- Task to complete: Below is a listing; repeat exactly the lines from the one containing "raw.cluster = u32::to_le_bytes(self.cluster);" to the one containing "in its parent.", both included.

━━━━━━━━━━━━━━━━

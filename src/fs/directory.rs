//! ### Directory entries
//! 
//! Every object on the card, including the `.` and `..` entries, is described by a
//! 512 byte directory entry.  A cluster holds two entries.  The raw layout is the
//! `DiskStruct` called `RawEntry`; the rest of the crate works with the decoded `DirEntry`.

use chrono::NaiveDateTime;
use log::warn;
use a2kit_macro::{DiskStruct,DiskStructError};
use a2kit_macro_derive::DiskStruct;
use super::types::*;
use super::tod;
use crate::DYNERR;

#[derive(DiskStruct)]
pub struct RawEntry {
    mode: [u8;2],
    unused: [u8;2],
    length: [u8;4],
    created: [u8;8],
    cluster: [u8;4],
    dir_entry: [u8;4],
    modified: [u8;8],
    attr: [u8;4],
    pad: [u8;28],
    name: [u8;32],
    pad2: [u8;416]
}

/// Decoded directory entry.
/// For a file `length` is the byte count, for a directory it is the count of entries,
/// including `.` and `..`.
#[derive(Clone,PartialEq,Eq,Debug)]
pub struct DirEntry {
    pub mode: u16,
    pub length: u32,
    pub created: NaiveDateTime,
    /// first cluster, relative to the allocatable area
    pub cluster: u32,
    /// in a `.` entry, slot of this directory within its parent
    pub dir_entry: u32,
    pub modified: NaiveDateTime,
    pub attr: u32,
    pub name: String
}

/// Decode a fixed width name, which ends at the first null, if any.
pub fn name_from_bytes(buf: &[u8]) -> String {
    let end = buf.iter().position(|x| *x==0).unwrap_or(buf.len());
    String::from_utf8_lossy(&buf[0..end]).to_string()
}

/// Encode a name into a fixed width field, truncating if necessary.
pub fn name_to_bytes<const N: usize>(name: &str) -> [u8;N] {
    let mut ans = [0;N];
    let bytes = name.as_bytes();
    let actual = usize::min(bytes.len(),N);
    ans[0..actual].copy_from_slice(&bytes[0..actual]);
    ans
}

/// Names must fit the name field, and cannot contain a slash or be `.` or `..`.
pub fn is_name_valid(name: &str) -> bool {
    name.len() > 0 && name.len() <= NAME_LEN && !name.contains('/') && !name.contains('\0') && name!="." && name!=".."
}

impl DirEntry {
    /// New entry stamped with the current time, not yet placed on a card.
    pub fn new(name: &str,mode: u16,length: u32) -> Self {
        let now = tod::now();
        Self {
            mode,
            length,
            created: now,
            cluster: 0,
            dir_entry: 0,
            modified: now,
            attr: 0,
            name: name.to_string()
        }
    }
    /// Decode the 512 byte record.  Unset timestamps become the current time.
    pub fn from_bytes(buf: &[u8]) -> Result<Self,DYNERR> {
        let raw = RawEntry::from_bytes(&buf[0..usize::min(buf.len(),DIRENT_SIZE)])?;
        Ok(Self {
            mode: u16::from_le_bytes(raw.mode),
            length: u32::from_le_bytes(raw.length),
            created: tod::unpack_or_now(&raw.created),
            cluster: u32::from_le_bytes(raw.cluster),
            dir_entry: u32::from_le_bytes(raw.dir_entry),
            modified: tod::unpack_or_now(&raw.modified),
            attr: u32::from_le_bytes(raw.attr),
            name: name_from_bytes(&raw.name)
        })
    }
    /// Encode the 512 byte record.
    pub fn to_bytes(&self) -> Vec<u8> {
        let mut raw = RawEntry::new();
        raw.mode = u16::to_le_bytes(self.mode);
        raw.length = u32::to_le_bytes(self.length);
        raw.created = tod::pack(&self.created);
        raw.cluster = u32::to_le_bytes(self.cluster);
        raw.dir_entry = u32::to_le_bytes(self.dir_entry);
        raw.modified = tod::pack(&self.modified);
        raw.attr = u32::to_le_bytes(self.attr);
        raw.name = name_to_bytes::<NAME_LEN>(&self.name);
        raw.to_bytes()
    }
    pub fn exists(&self) -> bool {
        self.mode & DF_EXISTS != 0
    }
    pub fn is_dir(&self) -> bool {
        mode_is_dir(self.mode)
    }
    pub fn is_file(&self) -> bool {
        mode_is_file(self.mode)
    }
    pub fn is_psx(&self) -> bool {
        mode_is_psx_dir(self.mode)
    }
    /// Replace a mode that does not describe a directory with the canonical one.
    pub fn coerce_dir_mode(&mut self) {
        if !self.is_dir() {
            warn!("mode {:#06x} of `{}` is not a directory, using {:#06x}",self.mode,self.name,CANONICAL_DIR_MODE);
            self.mode = CANONICAL_DIR_MODE;
        }
    }
    /// Clusters needed to hold the file data, or the entries if this is a directory.
    pub fn clusters_needed(&self,cluster_size: usize) -> usize {
        match self.is_dir() {
            true => (self.length as usize * DIRENT_SIZE).div_ceil(cluster_size),
            false => (self.length as usize).div_ceil(cluster_size)
        }
    }
    /// Short string for the mode, in the spirit of a unix listing
    pub fn mode_string(&self) -> String {
        let flag = |bit: u16,c: char| match self.mode & bit {
            0 => '-',
            _ => c
        };
        let kind = match (self.is_dir(),self.is_psx()) {
            (true,true) => 'p',
            (true,false) => 'd',
            _ => '-'
        };
        [kind,flag(DF_READ,'r'),flag(DF_WRITE,'w'),flag(DF_EXECUTE,'x'),flag(DF_PROTECTED,'p'),flag(DF_HIDDEN,'h')].iter().collect()
    }
}

/// The `.` and `..` entries that begin every directory.
/// `parent_cluster` and `slot` locate this directory's own entry in its parent.
pub fn dot_entries(parent_cluster: u32,slot: u32,length: u32,time: &NaiveDateTime) -> [DirEntry;2] {
    let dot = DirEntry {
        mode: CANONICAL_DIR_MODE,
        length,
        created: *time,
        cluster: parent_cluster,
        dir_entry: slot,
        modified: *time,
        attr: 0,
        name: ".".to_string()
    };
    let dotdot = DirEntry {
        mode: PARENT_DIR_MODE,
        length: 0,
        created: *time,
        cluster: 0,
        dir_entry: 0,
        modified: *time,
        attr: 0,
        name: "..".to_string()
    };
    [dot,dotdot]
}

#[test]
fn entry_round_trip() {
    let mut ent = DirEntry::new("BASLUS-20001SAVE",CANONICAL_DIR_MODE,5);
    ent.cluster = 12;
    let buf = ent.to_bytes();
    assert_eq!(buf.len(),DIRENT_SIZE);
    assert_eq!(&buf[0..2],&[0x27,0x84]);
    assert_eq!(&buf[0x40..0x50],b"BASLUS-20001SAVE");
    let copy = DirEntry::from_bytes(&buf).expect("bad entry");
    assert_eq!(copy,ent);
    assert_eq!(copy.mode_string(),"drwx--");
}

#[test]
fn names() {
    assert!(is_name_valid("icon.sys"));
    assert!(!is_name_valid(".."));
    assert!(!is_name_valid("a/b"));
    assert!(!is_name_valid(&"x".repeat(33)));
    assert_eq!(name_from_bytes(b"abc\0def"),"abc");
    assert_eq!(name_to_bytes::<4>("abcdef"),*b"abcd");
}
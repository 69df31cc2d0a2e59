//! ### icon.sys
//! 
//! Every PS2 save directory carries an `icon.sys` file describing how the browser shows it:
//! background colors, lighting, the title, and the names of the icon models.
//! The title is Shift-JIS, split into two lines at a stored byte offset.

use std::io::Cursor;
use binrw::BinRead;
use super::directory::name_from_bytes;
use crate::DYNERR;

pub const ICON_SYS_NAME: &str = "icon.sys";
pub const ICON_SYS_LEN: usize = 964;

#[derive(BinRead,Debug,Clone)]
#[br(little, magic = b"PS2D")]
pub struct IconSys {
    _reserved1: u16,
    /// byte offset in the title where the second line begins
    pub line_break: u16,
    _reserved2: u32,
    pub bg_transparency: u32,
    pub bg_colors: [[u32;4];4],
    pub light_dirs: [[f32;4];3],
    pub light_colors: [[f32;4];3],
    pub ambient: [f32;4],
    title: [u8;68],
    icon_normal: [u8;64],
    icon_copy: [u8;64],
    icon_delete: [u8;64],
    _reserved3: [u8;512]
}

/// Full width characters that have an obvious ASCII counterpart.
fn sjis_punctuation(code: u16) -> Option<char> {
    let ans = match code {
        0x8140 => ' ',
        0x8141 | 0x8143 => ',',
        0x8142 | 0x8144 => '.',
        0x8146 => ':',
        0x8147 => ';',
        0x8148 => '?',
        0x8149 => '!',
        0x814f => '^',
        0x8151 => '_',
        0x815b | 0x815c | 0x815d | 0x817c => '-',
        0x815e => '/',
        0x815f => '\\',
        0x8160 => '~',
        0x8162 => '|',
        0x8165 | 0x8166 => '\'',
        0x8167 | 0x8168 => '"',
        0x8169 => '(',
        0x816a => ')',
        0x816d => '[',
        0x816e => ']',
        0x816f => '{',
        0x8170 => '}',
        0x8171 => '<',
        0x8172 => '>',
        0x817b => '+',
        0x8181 => '=',
        0x8183 => '<',
        0x8184 => '>',
        0x8190 => '$',
        0x8193 => '%',
        0x8194 => '#',
        0x8195 => '&',
        0x8196 => '*',
        0x8197 => '@',
        _ => return None
    };
    Some(ans)
}

/// Convert Shift-JIS to ASCII, as far as it can be done.
/// Full width letters, digits, and punctuation are mapped to ASCII, anything else becomes `?`.
/// Conversion stops at the first null.
pub fn sjis_to_ascii(buf: &[u8]) -> String {
    let mut ans = String::new();
    let mut i = 0;
    while i < buf.len() {
        let b = buf[i];
        if b==0 {
            break;
        }
        let is_lead = (0x81..=0x9f).contains(&b) || (0xe0..=0xfc).contains(&b);
        if !is_lead || i+1 >= buf.len() {
            ans.push(match b {
                0x20..=0x7e => b as char,
                _ => '?'
            });
            i += 1;
            continue;
        }
        let code = u16::from_be_bytes([b,buf[i+1]]);
        ans.push(match code {
            0x824f..=0x8258 => (b'0' + (code - 0x824f) as u8) as char,
            0x8260..=0x8279 => (b'A' + (code - 0x8260) as u8) as char,
            0x8281..=0x829a => (b'a' + (code - 0x8281) as u8) as char,
            _ => sjis_punctuation(code).unwrap_or('?')
        });
        i += 2;
    }
    ans
}

impl IconSys {
    /// Parse `icon.sys` data, which must start with the magic and be long enough.
    pub fn from_bytes(dat: &[u8]) -> Result<Self,DYNERR> {
        let mut curs = Cursor::new(dat);
        Ok(IconSys::read(&mut curs)?)
    }
    /// Title as two lines of ASCII.
    pub fn title(&self) -> (String,String) {
        let brk = usize::min(self.line_break as usize,self.title.len());
        (sjis_to_ascii(&self.title[0..brk]),sjis_to_ascii(&self.title[brk..]))
    }
    /// Title as a single line, with runs of whitespace collapsed.
    pub fn title_line(&self) -> String {
        let (l1,l2) = self.title();
        [l1,l2].join(" ").split_whitespace().collect::<Vec<&str>>().join(" ")
    }
    pub fn icon_normal(&self) -> String {
        name_from_bytes(&self.icon_normal)
    }
    pub fn icon_copy(&self) -> String {
        name_from_bytes(&self.icon_copy)
    }
    pub fn icon_delete(&self) -> String {
        name_from_bytes(&self.icon_delete)
    }
}

/// Build `icon.sys` data with a given title, for tests and for saves made from scratch.
/// The title is stored as-is, ASCII is legal Shift-JIS.
pub fn build(line1: &str,line2: &str,icon: &str) -> Vec<u8> {
    let mut ans = vec![0;ICON_SYS_LEN];
    ans[0..4].copy_from_slice(b"PS2D");
    let l1 = line1.as_bytes();
    let l2 = line2.as_bytes();
    let n1 = usize::min(l1.len(),68);
    let n2 = usize::min(l2.len(),68-n1);
    ans[6..8].copy_from_slice(&u16::to_le_bytes(n1 as u16));
    ans[0xc0..0xc0+n1].copy_from_slice(&l1[0..n1]);
    ans[0xc0+n1..0xc0+n1+n2].copy_from_slice(&l2[0..n2]);
    for offset in [0x104,0x144,0x184] {
        let n = usize::min(icon.len(),63);
        ans[offset..offset+n].copy_from_slice(&icon.as_bytes()[0..n]);
    }
    ans
}

#[test]
fn parse_title() {
    let mut dat = build("","","view.ico");
    // "ＡＢＣ　１２" then line break then "Save"
    let title: Vec<u8> = vec![0x82,0x60,0x82,0x61,0x82,0x62,0x81,0x40,0x82,0x50,0x82,0x51,b'S',b'a',b'v',b'e'];
    dat[0xc0..0xc0+title.len()].copy_from_slice(&title);
    dat[6] = 12;
    let icon = IconSys::from_bytes(&dat).expect("could not parse");
    assert_eq!(icon.title(),("ABC 12".to_string(),"Save".to_string()));
    assert_eq!(icon.title_line(),"ABC 12 Save");
    assert_eq!(icon.icon_normal(),"view.ico");
}

#[test]
fn bad_magic() {
    let mut dat = build("A","B","x.ico");
    dat[0] = b'X';
    assert!(IconSys::from_bytes(&dat).is_err());
    assert!(IconSys::from_bytes(&dat[0..100]).is_err());
}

━━━━━━━━━━━━━━━━

- Answer to this exercise:
        raw.cluster = u32::to_le_bytes(self.cluster);
        raw.dir_entry = u32::to_le_bytes(self.dir_entry);
        raw.modified = tod::pack(&self.modified);
        raw.attr = u32::to_le_bytes(self.attr);
        raw.name = name_to_bytes::<NAME_LEN>(&self.name);
        raw.to_bytes()
    }
    pub fn exists(&self) -> bool {
        self.mode & DF_EXISTS != 0
    }
    pub fn is_dir(&self) -> bool {
        mode_is_dir(self.mode)
    }
    pub fn is_file(&self) -> bool {
        mode_is_file(self.mode)
    }
    pub fn is_psx(&self) -> bool {
        mode_is_psx_dir(self.mode)
    }
    /// Replace a mode that does not describe a directory with the canonical one.
    pub fn coerce_dir_mode(&mut self) {
        if !self.is_dir() {
            warn!("mode {:#06x} of `{}` is not a directory, using {:#06x}",self.mode,self.name,CANONICAL_DIR_MODE);
            self.mode = CANONICAL_DIR_MODE;
        }
    }
    /// Clusters needed to hold the file data, or the entries if this is a directory.
    pub fn clusters_needed(&self,cluster_size: usize) -> usize {
        match self.is_dir() {
            true => (self.length as usize * DIRENT_SIZE).div_ceil(cluster_size),
            false => (self.length as usize).div_ceil(cluster_size)
        }
    }
    /// Short string for the mode, in the spirit of a unix listing
    pub fn mode_string(&self) -> String {
        let flag = |bit: u16,c: char| match self.mode & bit {
            0 => '-',
            _ => c
        };
        let kind = match (self.is_dir(),self.is_psx()) {
            (true,true) => 'p',
            (true,false) => 'd',
            _ => '-'
        };
        [kind,flag(DF_READ,'r'),flag(DF_WRITE,'w'),flag(DF_EXECUTE,'x'),flag(DF_PROTECTED,'p'),flag(DF_HIDDEN,'h')].iter().collect()
    }
}

/// The `.` and `..` entries that begin every directory.
/// `parent_cluster` and `slot` locate this directory's own entry in its parent.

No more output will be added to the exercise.